Varsha knew he was right. The wars had changed humanity, just as much as they had changed kzinti. Now, each species met somewhere in the muddy middle. She composed herself rather quickly and said, almost in the Menacing Tense, “Did you invite me here to mess with me? To gloat?”
“No, Agent Khan. I need your assistance.” The kzin was covered in blood, and a bloated, banded cadaver lay bare on the floor.
“My assistance? What makes you think I’m not going to arrest you right now for espionage? Remember, I was tracking you before all this tanj prostitution affair came up. I know you’ve been selling information to the Patriarchy.”
“I am just a simple tool. Would you arrest the listening device or the listener? If you help me, I can open up further and reveal the full extent of my spying on at least three worlds, as well as some colorful sabotage and an assassination.” He let a trickle of information pass between them and her large, lilac eyes widened into saucers. “If you play your cards right and use your clever little monkey tricks to help me, you might even arrest Yearrl-Captain himself.”
“Why now? It doesn’t make any sense!”
“I’m a strung-out old telepath on his last hunt and I’ve just had something of an epiphany. I know now that what I’ve done is wrong.”
The dribble of thought continued between them, and she knew he was lying about his guilt.

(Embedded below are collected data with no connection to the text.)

//! Guest-negotiated message buffers
//!
//! The guest reserves one topic region and one payload region in its own
//! memory and announces them once via `eea_set_message_buffers`. Inbound
//! messages and direct triggers are copied into these regions before the
//! matching export is called.

use tracing::{debug, error};

use super::codec::{self, Encoded};
use super::memory::{GuestSlice, MemoryView};
use super::types::{EeaError, EeaResult};

/// Topic and payload regions announced by the guest
#[derive(Debug, Clone, Copy, PartialEq, Eq)]
pub struct MessageBuffers {
    pub topic: GuestSlice,
    pub payload: GuestSlice,
}

impl MessageBuffers {
    pub fn new(topic: GuestSlice, payload: GuestSlice) -> Self {
        Self { topic, payload }
    }

    /// Copy a topic/payload pair into the regions
    ///
    /// Both regions are bounds-checked before anything is written. Values
    /// larger than their region are truncated and the returned counts say how
    /// much was copied.
    pub fn write(
        &self,
        view: &mut MemoryView<'_>,
        topic: &str,
        payload: &str,
    ) -> EeaResult<(Encoded, Encoded)> {
        view.check(self.topic.ptr, self.topic.len)?;
        view.check(self.payload.ptr, self.payload.len)?;

        let topic = codec::encode_string(view, topic, self.topic.ptr, self.topic.len)?;
        let payload = codec::encode_string(view, payload, self.payload.ptr, self.payload.len)?;
        Ok((topic, payload))
    }
}

/// Set-once holder for a single instance's [`MessageBuffers`]
#[derive(Debug, Default)]
pub struct BufferRegistry {
    buffers: Option<MessageBuffers>,
}

impl BufferRegistry {
    pub fn new() -> Self {
        Self::default()
    }

    /// Record the guest's regions; a second negotiation is rejected
    pub fn negotiate(&mut self, buffers: MessageBuffers) -> EeaResult<()> {
        if let Some(existing) = self.buffers {
            error!(
                ?existing,
                requested = ?buffers,
                "Message buffers were already set; ignoring renegotiation"
            );
            return Err(EeaError::InvalidState(
                "message buffers already negotiated".to_string(),
            ));
        }

        debug!(
            topic_ptr = buffers.topic.ptr.0,
            topic_capacity = buffers.topic.len,
            payload_ptr = buffers.payload.ptr.0,
            payload_capacity = buffers.payload.len,
            "Message buffers negotiated"
        );
        self.buffers = Some(buffers);
        Ok(())
    }

    pub fn get(&self) -> EeaResult<MessageBuffers> {
        self.buffers.ok_or(EeaError::BuffersNotNegotiated)
    }

    pub fn is_negotiated(&self) -> bool {
        self.buffers.is_some()
    }
}

#[cfg(test)]
mod tests {
    use super::*;
    use crate::memory::GuestPtr;

    fn buffers() -> MessageBuffers {
        MessageBuffers::new(
            GuestSlice::new(GuestPtr::new(0), 8),
            GuestSlice::new(GuestPtr::new(16), 16),
        )
    }

    #[test]
    fn test_negotiate_once() {
        let mut registry = BufferRegistry::new();
        assert!(matches!(registry.get(), Err(EeaError::BuffersNotNegotiated)));

        registry.negotiate(buffers()).unwrap();
        assert!(registry.is_negotiated());

        let other = MessageBuffers::new(
            GuestSlice::new(GuestPtr::new(100), 1),
            GuestSlice::new(GuestPtr::new(200), 1),
        );
        assert!(registry.negotiate(other).is_err());
        assert_eq!(registry.get().unwrap(), buffers());
    }

    #[test]
    fn test_write_truncates_to_regions() {
        let mut mem = vec![0u8; 64];
        let mut view = MemoryView::new(&mut mem);

        let (topic, payload) = buffers()
            .write(&mut view, "a/very/long/topic", "{\"ok\":true}")
            .unwrap();
        assert_eq!(topic.written, 8);
        assert!(topic.is_truncated());
        assert_eq!(payload.written, 11);
        assert_eq!(&mem[0..8], b"a/very/l");
        assert_eq!(&mem[8..16], &[0u8; 8]);
        assert_eq!(&mem[16..27], b"{\"ok\":true}");
    }

    #[test]
    fn test_write_checks_both_regions_first() {
        let mut mem = vec![0u8; 20];
        let mut view = MemoryView::new(&mut mem);

        // Payload region runs past the end of memory
        assert!(buffers().write(&mut view, "t", "p").is_err());
        assert_eq!(mem[0], 0);
    }
}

He was quite proud, in fact. It was the closest this drug-addled kzin had come to feeling like a true warrior, but some kind of revelation had shaken him recently. Varsha caught a flash of a small, sickly kitten, black as night with aquamarine eyes, and three trapped and desolate kzinretti.
“What do you want of me?”
“Transport. I need you to pull some ARM strings and get me a ship so I can get off this fractured rock.”
“Where will you go? Fafnir? Wunderland?”
“No, those are regular scratching posts along Devourer’s prowl. Yearrl-Captain will have ample connections and resources to hunt me down.”

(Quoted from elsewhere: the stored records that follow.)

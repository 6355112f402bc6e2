//! Agent task: swaps, routing and connection handling

mod common;

use std::sync::Arc;
use std::time::Duration;

use common::*;
use eea_runtime::{
    AgentHandle, AgentOptions, ArtifactStore, EdgeAgent, EeaError, HelloMessage, MemoryBlobStore,
    MemoryTransport, Message, NULL_BUNDLE, Outbound, OutboundReceiver, QoS, RegisteredFunctions,
    TopicLayout, forward_outbound,
};

struct Harness {
    handle: AgentHandle,
    outbound: OutboundReceiver,
    store: Arc<MemoryBlobStore>,
    layout: TopicLayout,
}

fn options(layout: &TopicLayout, interval: Duration) -> AgentOptions {
    let mut options = AgentOptions::new(layout.clone());
    options.loop_interval = interval;
    options.agent_version = "test-agent".to_string();
    options
}

fn start(artifacts: Option<ArtifactStore>, interval: Duration) -> Harness {
    let store = Arc::new(MemoryBlobStore::new());
    let (runtime, outbound) = runtime(store.clone(), RegisteredFunctions::new());
    let layout = TopicLayout::new("losant", DEVICE_ID);

    let (agent, handle) = EdgeAgent::new(runtime, artifacts, options(&layout, interval));
    agent.spawn();

    Harness {
        handle,
        outbound,
        store,
        layout,
    }
}

fn hellos(messages: &[Message], layout: &TopicLayout) -> Vec<HelloMessage> {
    messages
        .iter()
        .filter(|m| m.topic == layout.hello())
        .map(|m| serde_json::from_str(&m.payload).unwrap())
        .collect()
}

const IDLE: Duration = Duration::from_secs(3600);

#[tokio::test]
async fn test_swap_hands_storage_to_next_version() {
    let mut h = start(None, IDLE);

    let v1 = artifact(&engine_wat("v1-state"), "bundle-v1");
    let v2 = artifact(&engine_wat("v2-state"), "bundle-v2");

    assert_eq!(h.handle.load_artifact(v1).await.unwrap(), "bundle-v1");
    assert_eq!(h.handle.load_artifact(v2).await.unwrap(), "bundle-v2");

    let messages = drain(&mut h.outbound);
    let shutdown = messages.iter().position(|m| m.topic == "shutdown").unwrap();
    let storage = messages.iter().rposition(|m| m.topic == "storage").unwrap();

    // The old instance saves before the new one reads
    assert!(shutdown < storage);
    assert_eq!(messages[shutdown].payload, "v1-state");
    assert_eq!(messages[storage].payload, "v1-state");

    let info = h.handle.info().await.unwrap();
    assert_eq!(info.bundle, "bundle-v2");
    assert_eq!(info.state.as_deref(), Some("running"));
    assert_eq!(info.instances_created, 2);

    let bundles: Vec<String> = hellos(&messages, &h.layout)
        .into_iter()
        .map(|hello| hello.bundle)
        .collect();
    assert_eq!(bundles, vec!["bundle-v1", "bundle-v2"]);

    h.handle.shutdown().await.unwrap();
    assert_eq!(h.store.snapshot().unwrap(), b"v2-state");
}

#[tokio::test]
async fn test_rejected_candidate_keeps_current_instance() {
    let mut h = start(None, IDLE);
    h.handle
        .load_artifact(artifact(&engine_wat("v1-state"), "bundle-v1"))
        .await
        .unwrap();
    drain(&mut h.outbound);

    let wrong_version = artifact_with(&engine_wat("x"), "2.0.0", "bundle-v2");
    assert!(matches!(
        h.handle.load_artifact(wrong_version).await,
        Err(EeaError::Validation(_))
    ));

    let no_bundle = artifact_sections(&engine_wat("x"), &[("interfaceVersion", "1.0.0")]);
    assert!(matches!(
        h.handle.load_artifact(no_bundle).await,
        Err(EeaError::Validation(_))
    ));

    assert!(matches!(
        h.handle.load_artifact(b"not a module".to_vec()).await,
        Err(EeaError::Validation(_))
    ));

    // Compiles but lacks the required exports
    let partial = artifact("(module (memory (export \"memory\") 1))", "bundle-v3");
    assert!(h.handle.load_artifact(partial).await.is_err());

    let after = drain(&mut h.outbound);
    assert!(after.iter().all(|m| m.topic != "shutdown"));
    assert!(hellos(&after, &h.layout).is_empty());

    let info = h.handle.info().await.unwrap();
    assert_eq!(info.bundle, "bundle-v1");
    assert_eq!(info.rejected_candidates, 4);
    assert_eq!(info.instances_created, 1);

    // Still serving
    h.handle.message_received("losant/device-1234/command", "ping").await.unwrap();
    let mut seen = Vec::new();
    let echo = recv_until(&mut h.outbound, &mut seen, "echo").await;
    assert_eq!(echo.payload, "ping");

    h.handle.shutdown().await.unwrap();
}

#[tokio::test]
async fn test_flows_topic_triggers_swap() {
    let h = start(None, IDLE);
    let flows = h.layout.flows();

    h.handle
        .message_received(flows, artifact(&engine_wat("x"), "from-broker"))
        .await
        .unwrap();

    let info = h.handle.info().await.unwrap();
    assert_eq!(info.bundle, "from-broker");
    h.handle.shutdown().await.unwrap();
}

#[tokio::test]
async fn test_connect_subscribes_and_says_hello() {
    let mut h = start(None, IDLE);
    h.handle.set_connection_status(true).await.unwrap();

    let info = h.handle.info().await.unwrap();
    assert!(info.connected);
    assert_eq!(info.bundle, NULL_BUNDLE);

    let queued = drain_outbound(&mut h.outbound);
    let Some(Outbound::Subscribe { topics, qos }) = queued.first() else {
        panic!("expected a subscription first, got {:?}", queued);
    };
    assert_eq!(*qos, QoS::AtLeastOnce);
    assert_eq!(topics, &h.layout.subscriptions());
    assert!(topics.contains(&"losant/device-1234/toAgent/#".to_string()));
    assert!(topics.contains(&"losant/device-1234/command".to_string()));

    let published: Vec<Message> = queued.iter().filter_map(|q| q.message().cloned()).collect();
    let hello = hellos(&published, &h.layout);
    assert_eq!(hello.len(), 1);
    assert_eq!(hello[0].bundle, NULL_BUNDLE);
    assert_eq!(hello[0].version, "test-agent");

    h.handle.shutdown().await.unwrap();
}

#[tokio::test]
async fn test_connection_status_reaches_guest() {
    let mut h = start(None, IDLE);
    h.handle.set_connection_status(true).await.unwrap();
    h.handle
        .load_artifact(artifact(&engine_wat("x"), "bundle-v1"))
        .await
        .unwrap();

    // Announced at construction and again after init
    let statuses: Vec<String> = drain(&mut h.outbound)
        .into_iter()
        .filter(|m| m.topic == "status")
        .map(|m| m.payload)
        .collect();
    assert_eq!(statuses, vec!["1", "1"]);

    h.handle.set_connection_status(false).await.unwrap();
    let mut seen = Vec::new();
    let status = recv_until(&mut h.outbound, &mut seen, "status").await;
    assert_eq!(status.payload, "0");

    h.handle.shutdown().await.unwrap();
}

#[tokio::test]
async fn test_direct_trigger_runs_on_tick() {
    let mut h = start(None, Duration::from_millis(10));

    assert!(matches!(
        h.handle.direct_trigger("t1", "{}").await,
        Err(EeaError::InvalidState(_))
    ));

    h.handle
        .load_artifact(artifact(&engine_wat("x"), "bundle-v1"))
        .await
        .unwrap();
    h.handle.direct_trigger("t1", "{\"on\":true}").await.unwrap();
    h.handle.direct_trigger("t2", "{\"on\":false}").await.unwrap();

    let mut seen = Vec::new();
    let first = recv_until(&mut h.outbound, &mut seen, "workflow").await;
    assert_eq!(first.payload, "{\"on\":true}");
    let second = recv_until(&mut h.outbound, &mut seen, "workflow").await;
    assert_eq!(second.payload, "{\"on\":false}");

    assert!(h.handle.info().await.unwrap().ticks > 0);
    h.handle.shutdown().await.unwrap();
}

#[tokio::test]
async fn test_persisted_artifact_loaded_at_startup() {
    let dir = tempfile::tempdir().unwrap();
    let path = dir.path().join("bundle.wasm");
    std::fs::write(&path, artifact(&engine_wat("x"), "persisted")).unwrap();

    let mut h = start(Some(ArtifactStore::new(&path)), IDLE);

    let info = h.handle.info().await.unwrap();
    assert_eq!(info.bundle, "persisted");

    let mut seen = Vec::new();
    recv_until(&mut h.outbound, &mut seen, "init").await;
    h.handle.shutdown().await.unwrap();
}

#[tokio::test]
async fn test_loaded_artifact_is_persisted() {
    let dir = tempfile::tempdir().unwrap();
    let path = dir.path().join("bundle.wasm");
    let bytes = artifact(&engine_wat("x"), "fresh");

    let h = start(Some(ArtifactStore::new(&path)), IDLE);
    h.handle.load_artifact(bytes.clone()).await.unwrap();
    assert_eq!(std::fs::read(&path).unwrap(), bytes);

    // A rejected candidate does not overwrite it
    let _ = h.handle.load_artifact(b"garbage".to_vec()).await;
    assert_eq!(std::fs::read(&path).unwrap(), bytes);

    h.handle.shutdown().await.unwrap();
}

#[tokio::test]
async fn test_disconnect_follows_guest_shutdown_messages() {
    let mut h = start(None, IDLE);
    h.handle
        .load_artifact(artifact(&engine_wat("bye"), "bundle-v1"))
        .await
        .unwrap();
    drain(&mut h.outbound);

    h.handle.shutdown().await.unwrap();
    let queued = drain_outbound(&mut h.outbound);
    let shutdown = queued
        .iter()
        .position(|q| q.message().is_some_and(|m| m.topic == "shutdown"))
        .unwrap();
    assert!(shutdown < queued.len() - 1);
    assert_eq!(queued.last(), Some(&Outbound::Disconnect));

    assert!(matches!(h.handle.info().await, Err(EeaError::AgentStopped)));
}

#[tokio::test]
async fn test_forwarder_delivers_final_messages() {
    let store = Arc::new(MemoryBlobStore::new());
    let (runtime, outbound) = runtime(store, RegisteredFunctions::new());
    let layout = TopicLayout::new("losant", DEVICE_ID);
    let transport = Arc::new(MemoryTransport::new());

    let (agent, handle) = EdgeAgent::new(runtime, None, options(&layout, IDLE));
    let agent_task = agent.spawn();
    let forwarder = forward_outbound(outbound, transport.clone());

    handle.set_connection_status(true).await.unwrap();
    handle
        .load_artifact(artifact(&engine_wat("bye"), "bundle-v1"))
        .await
        .unwrap();
    handle.shutdown().await.unwrap();
    agent_task.await.unwrap();

    tokio::time::timeout(Duration::from_secs(5), forwarder)
        .await
        .expect("forwarder did not stop")
        .unwrap();

    assert!(transport.is_disconnected());
    assert_eq!(transport.subscriptions().len(), layout.subscriptions().len());
    let published = transport.published();
    let last = published.last().unwrap();
    assert_eq!(last.topic, "shutdown");
    assert_eq!(last.payload, "bye");
}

“Then where the tanj else can a sthondat-juice junkie and his freemother females hide in the universe?”
The predatory speed with which Bobcat slammed Varsha against the blood-splashed wall made her heart stop. “That will be the last time you refer to my harem in such a disrespectful manner. We did not choose our horrid circumstances.” The words came out hot with the stench of the fresh kill on his breath.

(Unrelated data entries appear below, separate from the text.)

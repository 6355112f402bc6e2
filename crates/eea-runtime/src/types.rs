//! EEA type definitions
//!
//! Core types shared by the host runtime: errors, result codes, messages

use serde::{Deserialize, Serialize};
use std::fmt;
use thiserror::Error;

/// Result codes exchanged across the host/guest boundary
pub mod result_code {
    pub const SUCCESS: i32 = 0;
    pub const GENERAL_ERROR: i32 = 1;
}

/// MQTT quality of service carried by every [`Message`]
#[derive(Debug, Clone, Copy, PartialEq, Eq, Hash, Serialize, Deserialize, Default)]
pub enum QoS {
    #[default]
    AtMostOnce,
    AtLeastOnce,
    ExactlyOnce,
}

impl From<i32> for QoS {
    fn from(v: i32) -> Self {
        match v {
            i32::MIN..=0 => QoS::AtMostOnce,
            1 => QoS::AtLeastOnce,
            _ => QoS::ExactlyOnce,
        }
    }
}

impl From<QoS> for u8 {
    fn from(qos: QoS) -> Self {
        match qos {
            QoS::AtMostOnce => 0,
            QoS::AtLeastOnce => 1,
            QoS::ExactlyOnce => 2,
        }
    }
}

/// Unit exchanged between the guest and the transport, in both directions
#[derive(Debug, Clone, PartialEq, Eq, Serialize, Deserialize)]
pub struct Message {
    pub topic: String,
    pub payload: String,
    pub qos: QoS,
}

impl Message {
    pub fn new(topic: impl Into<String>, payload: impl Into<String>, qos: QoS) -> Self {
        Self {
            topic: topic.into(),
            payload: payload.into(),
            qos,
        }
    }
}

/// Work queued for the transport forwarder
///
/// Guest publishes and agent requests share one FIFO queue, so a request
/// never overtakes a message queued before it.
#[derive(Debug, Clone, PartialEq, Eq)]
pub enum Outbound {
    Publish(Message),
    Subscribe { topics: Vec<String>, qos: QoS },
    /// Flush what is queued ahead, disconnect and stop forwarding
    Disconnect,
}

impl Outbound {
    pub fn message(&self) -> Option<&Message> {
        match self {
            Outbound::Publish(message) => Some(message),
            _ => None,
        }
    }
}

pub type OutboundSender = tokio::sync::mpsc::UnboundedSender<Outbound>;
pub type OutboundReceiver = tokio::sync::mpsc::UnboundedReceiver<Outbound>;

/// Guest trace levels as passed to `eea_trace` and `eea_config_set_trace_level`
#[derive(Debug, Clone, Copy, PartialEq, Eq, Serialize, Deserialize)]
#[repr(i32)]
pub enum TraceLevel {
    None = 0,
    Error = 1,
    Verbose = 2,
}

impl From<i32> for TraceLevel {
    fn from(v: i32) -> Self {
        match v {
            1 => TraceLevel::Error,
            2 => TraceLevel::Verbose,
            _ => TraceLevel::None,
        }
    }
}

impl fmt::Display for TraceLevel {
    fn fmt(&self, f: &mut fmt::Formatter<'_>) -> fmt::Result {
        match self {
            TraceLevel::None => write!(f, "NONE"),
            TraceLevel::Error => write!(f, "ERROR"),
            TraceLevel::Verbose => write!(f, "INFO"),
        }
    }
}

/// Reasons a candidate artifact is rejected before instantiation
#[derive(Debug, Error, Clone, PartialEq, Eq)]
pub enum ValidationError {
    #[error("Interface version of {0:?} is not supported")]
    UnsupportedInterfaceVersion(Option<String>),

    #[error("WASM bundle identifier is missing")]
    MissingBundleIdentifier,

    #[error("Malformed WASM artifact: {0}")]
    Malformed(String),
}

/// EEA host errors
#[derive(Debug, Error)]
pub enum EeaError {
    #[error("Artifact validation failed: {0}")]
    Validation(#[from] ValidationError),

    #[error("Failed to compile WASM module: {0}")]
    Compilation(String),

    #[error("Failed to instantiate WASM module: {0}")]
    Instantiation(String),

    #[error("Export not found: {0}")]
    ExportNotFound(String),

    #[error("Memory access out of bounds: offset={offset}, size={size}")]
    MemoryOutOfBounds { offset: u32, size: u32 },

    #[error("Buffer too small: capacity {capacity}, required {required}")]
    BufferTooSmall { capacity: u32, required: u32 },

    #[error("Message buffers have not been negotiated by the guest")]
    BuffersNotNegotiated,

    #[error("Invalid UTF-8 in guest memory: {0}")]
    InvalidUtf8(#[from] std::str::Utf8Error),

    #[error("Guest export {export} returned error code {code}")]
    GuestCallFailure { export: &'static str, code: i32 },

    #[error("Execution error: {0}")]
    Execution(String),

    #[error("Invalid instance state: {0}")]
    InvalidState(String),

    #[error("Registered function error: {0}")]
    Registration(String),

    #[error("Transport error: {0}")]
    Transport(String),

    #[error("Persistence error: {0}")]
    Persistence(#[source] std::io::Error),

    #[error("Configuration error: {0}")]
    Config(String),

    #[error("Agent is not running")]
    AgentStopped,

    #[error("IO error: {0}")]
    Io(#[from] std::io::Error),
}

impl EeaError {
    /// Errors that reject a candidate artifact without touching the active instance
    pub fn is_candidate_rejection(&self) -> bool {
        matches!(
            self,
            EeaError::Validation(_)
                | EeaError::Compilation(_)
                | EeaError::Instantiation(_)
                | EeaError::ExportNotFound(_)
        )
    }
}

/// EEA result type
pub type EeaResult<T> = Result<T, EeaError>;

/// Turn a guest result code into a `Result`
pub fn check_code(export: &'static str, code: i32) -> EeaResult<()> {
    if code == result_code::SUCCESS {
        Ok(())
    } else {
        Err(EeaError::GuestCallFailure { export, code })
    }
}
//! Interactive console on stdin
//!
//! - `info` prints the agent snapshot as JSON
//! - `direct <trigger-id> <json>` fires a direct trigger
//! - `exit` stops the agent

use tokio::io::{AsyncBufReadExt, BufReader};
use tracing::{info, warn};

use eea_runtime::AgentHandle;

#[derive(Debug, PartialEq, Eq)]
enum Command<'a> {
    Info,
    Direct { trigger_id: &'a str, payload: &'a str },
    Exit,
}

fn parse(line: &str) -> Result<Option<Command<'_>>, String> {
    let line = line.trim();
    let (word, rest) = line.split_once(char::is_whitespace).unwrap_or((line, ""));

    match word {
        "" => Ok(None),
        "info" => Ok(Some(Command::Info)),
        "exit" | "quit" => Ok(Some(Command::Exit)),
        "direct" => {
            let (trigger_id, payload) = rest
                .trim()
                .split_once(char::is_whitespace)
                .ok_or_else(|| "usage: direct <trigger-id> <json>".to_string())?;
            let payload = payload.trim();
            serde_json::from_str::<serde_json::Value>(payload)
                .map_err(|e| format!("payload is not valid JSON: {}", e))?;
            Ok(Some(Command::Direct { trigger_id, payload }))
        }
        other => Err(format!("unknown command: {}", other)),
    }
}

/// Read commands until `exit` or end of input
pub async fn run(agent: AgentHandle) {
    let mut lines = BufReader::new(tokio::io::stdin()).lines();

    loop {
        let line = match lines.next_line().await {
            Ok(Some(line)) => line,
            Ok(None) => {
                // Detached stdin; keep running until a signal arrives
                std::future::pending::<()>().await;
                return;
            }
            Err(e) => {
                warn!(error = %e, "Console read failed");
                std::future::pending::<()>().await;
                return;
            }
        };

        match parse(&line) {
            Ok(None) => {}
            Ok(Some(Command::Exit)) => {
                info!("Exit requested from console");
                return;
            }
            Ok(Some(Command::Info)) => match agent.info().await {
                Ok(snapshot) => match serde_json::to_string_pretty(&snapshot) {
                    Ok(json) => println!("{}", json),
                    Err(e) => eprintln!("{}", e),
                },
                Err(e) => eprintln!("{}", e),
            },
            Ok(Some(Command::Direct {
                trigger_id,
                payload,
            })) => match agent.direct_trigger(trigger_id, payload).await {
                Ok(()) => println!("triggered {}", trigger_id),
                Err(e) => eprintln!("direct trigger failed: {}", e),
            },
            Err(message) => eprintln!("{}", message),
        }
    }
}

“I’m sorry. I really am.” Varsha immediately regretted her remark, not because she could feel the prickling of reaperlike claws pressed against her jugular, but because she had touched the kzinretti’s awesome heartache through the tiny telepathic feed.
Bobcat released her. “Will you assist me? All I have is one hour. By then, Yearrl-Captain expects me to be onboard the Devourer with the kit. When I don’t show up, he’ll immediately send Heroes down to fetch me.”
Varsha realized that that infinitesimal filament of thought running from this creature’s soul to hers had given her a taste of its bleak perspective and that of the females and even the poor shade of a kitten. She understood that, like it or not, she was becoming invested, which is precisely why she severed the connection. “I’m sorry. I guarantee you that we will investigate this prostitution ring, but I cannot under any circumstances help a spy escape. All I can give you is the assurance that I will not impede you in any way.”
Varsha turned and left the gory feeding stall before Bobcat could even process her rebuff. She thought she caught a glimpse of his lips peeling back exposing rows of deadly, ivory-colored teeth, a black hole where a three-inch canine should’ve been.
Rage erupted from Bobcat in the form of an explosive roar as Varsha Khan exited the restaurant. The female monkey had outright betrayed him. He had been so sure she would help. He had felt her pity, her genuine concern. After all these years, how little he understood these honorless kz’eerkt! He pounded the wash button in the stall and let the boiling water cleanse the blood and fury off of him.